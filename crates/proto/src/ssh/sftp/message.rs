//! SFTP packet framing.
//!
//! Every SFTP packet travels inside channel data as
//! `uint32 length || byte type || payload`. Requests other than INIT carry a
//! request id right after the type.

use super::types::{DirEntry, FileAttributes, FileType};
use crate::ssh::wire::{write_u32, write_u8, Reader};
use bytes::{Buf, BytesMut};
use tern_platform::{TernError, TernResult};

/// Highest SFTP protocol version spoken.
pub const SFTP_VERSION: u32 = 3;

/// Lowest SFTP protocol version accepted.
pub const SFTP_MIN_VERSION: u32 = 2;

/// Sanity ceiling for one incoming SFTP packet.
pub const MAX_SFTP_PACKET: usize = 1024 * 1024;

/// SFTP message type.
#[derive(Debug, Clone, Copy, PartialEq, Eq)]
#[repr(u8)]
pub enum SftpMessageType {
    /// SSH_FXP_INIT - Initialize SFTP session
    Init = 1,
    /// SSH_FXP_VERSION - Version response
    Version = 2,
    /// SSH_FXP_OPEN - Open file
    Open = 3,
    /// SSH_FXP_CLOSE - Close file/directory
    Close = 4,
    /// SSH_FXP_READ - Read from file
    Read = 5,
    /// SSH_FXP_WRITE - Write to file
    Write = 6,
    /// SSH_FXP_LSTAT - Get file attributes (no follow symlinks)
    LStat = 7,
    /// SSH_FXP_FSTAT - Get file attributes by handle
    FStat = 8,
    /// SSH_FXP_SETSTAT - Set file attributes
    SetStat = 9,
    /// SSH_FXP_FSETSTAT - Set file attributes by handle
    FSetStat = 10,
    /// SSH_FXP_OPENDIR - Open directory
    OpenDir = 11,
    /// SSH_FXP_READDIR - Read directory
    ReadDir = 12,
    /// SSH_FXP_REMOVE - Remove file
    Remove = 13,
    /// SSH_FXP_MKDIR - Create directory
    MkDir = 14,
    /// SSH_FXP_RMDIR - Remove directory
    RmDir = 15,
    /// SSH_FXP_REALPATH - Canonicalize path
    RealPath = 16,
    /// SSH_FXP_STAT - Get file attributes
    Stat = 17,
    /// SSH_FXP_RENAME - Rename file/directory
    Rename = 18,
    /// SSH_FXP_READLINK - Read symbolic link (v3)
    ReadLink = 19,
    /// SSH_FXP_SYMLINK - Create symbolic link (v3)
    Symlink = 20,
    /// SSH_FXP_STATUS - Status response
    Status = 101,
    /// SSH_FXP_HANDLE - File handle response
    Handle = 102,
    /// SSH_FXP_DATA - Data response
    Data = 103,
    /// SSH_FXP_NAME - Name response
    Name = 104,
    /// SSH_FXP_ATTRS - Attributes response
    Attrs = 105,
    /// SSH_FXP_EXTENDED - Extended request
    Extended = 200,
    /// SSH_FXP_EXTENDED_REPLY - Extended response
    ExtendedReply = 201,
}

impl SftpMessageType {
    /// Convert from u8.
    pub fn from_u8(value: u8) -> Option<Self> {
        match value {
            1 => Some(Self::Init),
            2 => Some(Self::Version),
            3 => Some(Self::Open),
            4 => Some(Self::Close),
            5 => Some(Self::Read),
            6 => Some(Self::Write),
            7 => Some(Self::LStat),
            8 => Some(Self::FStat),
            9 => Some(Self::SetStat),
            10 => Some(Self::FSetStat),
            11 => Some(Self::OpenDir),
            12 => Some(Self::ReadDir),
            13 => Some(Self::Remove),
            14 => Some(Self::MkDir),
            15 => Some(Self::RmDir),
            16 => Some(Self::RealPath),
            17 => Some(Self::Stat),
            18 => Some(Self::Rename),
            19 => Some(Self::ReadLink),
            20 => Some(Self::Symlink),
            101 => Some(Self::Status),
            102 => Some(Self::Handle),
            103 => Some(Self::Data),
            104 => Some(Self::Name),
            105 => Some(Self::Attrs),
            200 => Some(Self::Extended),
            201 => Some(Self::ExtendedReply),
            _ => None,
        }
    }

    /// Lower-case name for logs.
    pub fn name(&self) -> &'static str {
        match self {
            Self::Init => "init",
            Self::Version => "version",
            Self::Open => "open",
            Self::Close => "close",
            Self::Read => "read",
            Self::Write => "write",
            Self::LStat => "lstat",
            Self::FStat => "fstat",
            Self::SetStat => "setstat",
            Self::FSetStat => "fsetstat",
            Self::OpenDir => "opendir",
            Self::ReadDir => "readdir",
            Self::Remove => "remove",
            Self::MkDir => "mkdir",
            Self::RmDir => "rmdir",
            Self::RealPath => "realpath",
            Self::Stat => "stat",
            Self::Rename => "rename",
            Self::ReadLink => "readlink",
            Self::Symlink => "symlink",
            Self::Status => "status",
            Self::Handle => "handle",
            Self::Data => "data",
            Self::Name => "name",
            Self::Attrs => "attrs",
            Self::Extended => "extended",
            Self::ExtendedReply => "extended-reply",
        }
    }
}

/// Frames a request: length, type, request id, then whatever `body` writes.
pub fn frame_request<F>(kind: SftpMessageType, request_id: u32, body: F) -> Vec<u8>
where
    F: FnOnce(&mut BytesMut),
{
    let mut buf = BytesMut::with_capacity(64);
    write_u32(&mut buf, 0);
    write_u8(&mut buf, kind as u8);
    write_u32(&mut buf, request_id);
    body(&mut buf);
    finish_frame(buf)
}

/// Frames SSH_FXP_INIT.
pub fn frame_init(version: u32) -> Vec<u8> {
    let mut buf = BytesMut::with_capacity(9);
    write_u32(&mut buf, 0);
    write_u8(&mut buf, SftpMessageType::Init as u8);
    write_u32(&mut buf, version);
    finish_frame(buf)
}

fn finish_frame(mut buf: BytesMut) -> Vec<u8> {
    let len = (buf.len() - 4) as u32;
    buf[..4].copy_from_slice(&len.to_be_bytes());
    buf.to_vec()
}

/// A decoded server packet.
#[derive(Debug, Clone, PartialEq, Eq)]
pub enum Response {
    /// SSH_FXP_VERSION
    Version {
        /// Server protocol version
        version: u32,
        /// Extension name/data pairs
        extensions: Vec<(String, String)>,
    },
    /// SSH_FXP_STATUS
    Status {
        /// Request id
        id: u32,
        /// SSH_FX_* code
        code: u32,
        /// Server text
        message: String,
    },
    /// SSH_FXP_HANDLE
    Handle {
        /// Request id
        id: u32,
        /// Opaque handle
        handle: Vec<u8>,
    },
    /// SSH_FXP_DATA
    Data {
        /// Request id
        id: u32,
        /// File bytes
        data: Vec<u8>,
    },
    /// SSH_FXP_NAME
    Name {
        /// Request id
        id: u32,
        /// Entries
        entries: Vec<DirEntry>,
    },
    /// SSH_FXP_ATTRS
    Attrs {
        /// Request id
        id: u32,
        /// Attributes
        attrs: FileAttributes,
    },
    /// SSH_FXP_EXTENDED_REPLY
    ExtendedReply {
        /// Request id
        id: u32,
        /// Raw reply data
        data: Vec<u8>,
    },
}

impl Response {
    /// Decodes one packet body (type byte first, length already stripped).
    pub fn parse(body: &[u8]) -> TernResult<Self> {
        let mut r = Reader::new(body);
        let kind = r.read_u8()?;
        let kind = SftpMessageType::from_u8(kind)
            .ok_or_else(|| TernError::Protocol(format!("Unknown SFTP message type: {}", kind)))?;

        let response = match kind {
            SftpMessageType::Version => {
                let version = r.read_u32()?;
                let mut extensions = Vec::new();
                while !r.is_empty() {
                    let name = r.read_lossy()?;
                    let data = r.read_lossy()?;
                    extensions.push((name, data));
                }
                Response::Version {
                    version,
                    extensions,
                }
            }
            SftpMessageType::Status => {
                let id = r.read_u32()?;
                let code = r.read_u32()?;
                // Version 2 servers may omit the message and language tag.
                let message = if r.is_empty() {
                    String::new()
                } else {
                    r.read_lossy()?
                };
                Response::Status { id, code, message }
            }
            SftpMessageType::Handle => Response::Handle {
                id: r.read_u32()?,
                handle: r.read_string()?.to_vec(),
            },
            SftpMessageType::Data => Response::Data {
                id: r.read_u32()?,
                data: r.read_string()?.to_vec(),
            },
            SftpMessageType::Name => {
                let id = r.read_u32()?;
                let count = r.read_u32()? as usize;
                if count > r.remaining() / 12 {
                    return Err(TernError::Protocol(format!(
                        "SSH_FXP_NAME claims {} entries in {} bytes",
                        count,
                        r.remaining()
                    )));
                }
                let mut entries = Vec::with_capacity(count);
                for _ in 0..count {
                    let filename = r.read_lossy()?;
                    let longname = r.read_lossy()?;
                    let mut attrs = FileAttributes::decode(&mut r)?;
                    if attrs.permissions.is_none() {
                        attrs.file_type = FileType::from_longname(&longname);
                    }
                    entries.push(DirEntry {
                        filename,
                        longname,
                        attrs,
                    });
                }
                Response::Name { id, entries }
            }
            SftpMessageType::Attrs => Response::Attrs {
                id: r.read_u32()?,
                attrs: FileAttributes::decode(&mut r)?,
            },
            SftpMessageType::ExtendedReply => Response::ExtendedReply {
                id: r.read_u32()?,
                data: r.read_rest().to_vec(),
            },
            other => {
                return Err(TernError::Protocol(format!(
                    "Unexpected SFTP request type from server: {}",
                    other.name()
                )))
            }
        };
        Ok(response)
    }

    /// Request id the response answers (`None` for VERSION).
    pub fn id(&self) -> Option<u32> {
        match self {
            Response::Version { .. } => None,
            Response::Status { id, .. }
            | Response::Handle { id, .. }
            | Response::Data { id, .. }
            | Response::Name { id, .. }
            | Response::Attrs { id, .. }
            | Response::ExtendedReply { id, .. } => Some(*id),
        }
    }
}

/// Reassembles SFTP packets from channel data chunks.
#[derive(Debug, Default)]
pub struct PacketBuffer {
    buf: BytesMut,
}

impl PacketBuffer {
    /// Creates an empty buffer.
    pub fn new() -> Self {
        Self::default()
    }

    /// Appends channel data.
    pub fn push(&mut self, data: &[u8]) {
        self.buf.extend_from_slice(data);
    }

    /// Takes the next complete packet body, if one is buffered.
    pub fn next_packet(&mut self) -> TernResult<Option<Vec<u8>>> {
        if self.buf.len() < 4 {
            return Ok(None);
        }
        let len = u32::from_be_bytes([self.buf[0], self.buf[1], self.buf[2], self.buf[3]]) as usize;
        if len == 0 || len > MAX_SFTP_PACKET {
            return Err(TernError::Protocol(format!(
                "Invalid SFTP packet length {}",
                len
            )));
        }
        if self.buf.len() < 4 + len {
            return Ok(None);
        }
        self.buf.advance(4);
        Ok(Some(self.buf.split_to(len).to_vec()))
    }
}

#[cfg(test)]
mod tests {
    use super::*;
    use crate::ssh::wire::{write_str, write_string};

    #[test]
    fn test_message_type_conversion() {
        assert_eq!(SftpMessageType::from_u8(1), Some(SftpMessageType::Init));
        assert_eq!(SftpMessageType::from_u8(101), Some(SftpMessageType::Status));
        assert_eq!(SftpMessageType::from_u8(255), None);
    }

    #[test]
    fn test_request_framing() {
        let bytes = frame_request(SftpMessageType::Stat, 7, |b| write_str(b, "/tmp"));
        // length (4) + type (1) + id (4) + string (4 + 4)
        assert_eq!(bytes.len(), 17);
        assert_eq!(&bytes[..4], &13u32.to_be_bytes());
        assert_eq!(bytes[4], 17);
        assert_eq!(&bytes[5..9], &7u32.to_be_bytes());

        let init = frame_init(3);
        assert_eq!(init, vec![0, 0, 0, 5, 1, 0, 0, 0, 3]);
    }

    #[test]
    fn test_parse_version_with_extensions() {
        let mut buf = BytesMut::new();
        write_u8(&mut buf, 2);
        write_u32(&mut buf, 3);
        write_str(&mut buf, "posix-rename@openssh.com");
        write_str(&mut buf, "1");
        match Response::parse(&buf).unwrap() {
            Response::Version {
                version,
                extensions,
            } => {
                assert_eq!(version, 3);
                assert_eq!(extensions[0].0, "posix-rename@openssh.com");
            }
            other => panic!("unexpected {:?}", other),
        }
    }

    #[test]
    fn test_parse_short_status() {
        let buf = [101, 0, 0, 0, 9, 0, 0, 0, 1];
        assert_eq!(
            Response::parse(&buf).unwrap(),
            Response::Status {
                id: 9,
                code: 1,
                message: String::new()
            }
        );
    }

    #[test]
    fn test_parse_name_uses_longname_without_permissions() {
        let mut buf = BytesMut::new();
        write_u8(&mut buf, 104);
        write_u32(&mut buf, 1);
        write_u32(&mut buf, 1);
        write_str(&mut buf, "docs");
        write_str(&mut buf, "drwxr-xr-x 2 u g 4096 Jan 1 00:00 docs");
        write_u32(&mut buf, 0);
        match Response::parse(&buf).unwrap() {
            Response::Name { id, entries } => {
                assert_eq!(id, 1);
                assert_eq!(entries[0].attrs.file_type, FileType::Directory);
            }
            other => panic!("unexpected {:?}", other),
        }
    }

    #[test]
    fn test_packet_buffer_reassembly() {
        let mut body = BytesMut::new();
        write_u8(&mut body, 103);
        write_u32(&mut body, 4);
        write_string(&mut body, b"hello");
        let mut framed = (body.len() as u32).to_be_bytes().to_vec();
        framed.extend_from_slice(&body);

        let mut pb = PacketBuffer::new();
        pb.push(&framed[..6]);
        assert!(pb.next_packet().unwrap().is_none());
        pb.push(&framed[6..]);
        pb.push(&framed);
        assert_eq!(pb.next_packet().unwrap().unwrap(), body.to_vec());
        assert_eq!(pb.next_packet().unwrap().unwrap(), body.to_vec());
        assert!(pb.next_packet().unwrap().is_none());
    }

    #[test]
    fn test_packet_buffer_rejects_huge_length() {
        let mut pb = PacketBuffer::new();
        pb.push(&[0xff, 0xff, 0xff, 0xff, 1]);
        assert!(pb.next_packet().is_err());
    }
}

● EXERCISE PROMPT:
Each line of the entries that contains the word "PartialEq" should be listed.

● OUTPUT FOR THIS TASK:
#[derive(Debug, Clone, Copy, PartialEq, Eq)]
#[derive(Debug, Clone, PartialEq, Eq)]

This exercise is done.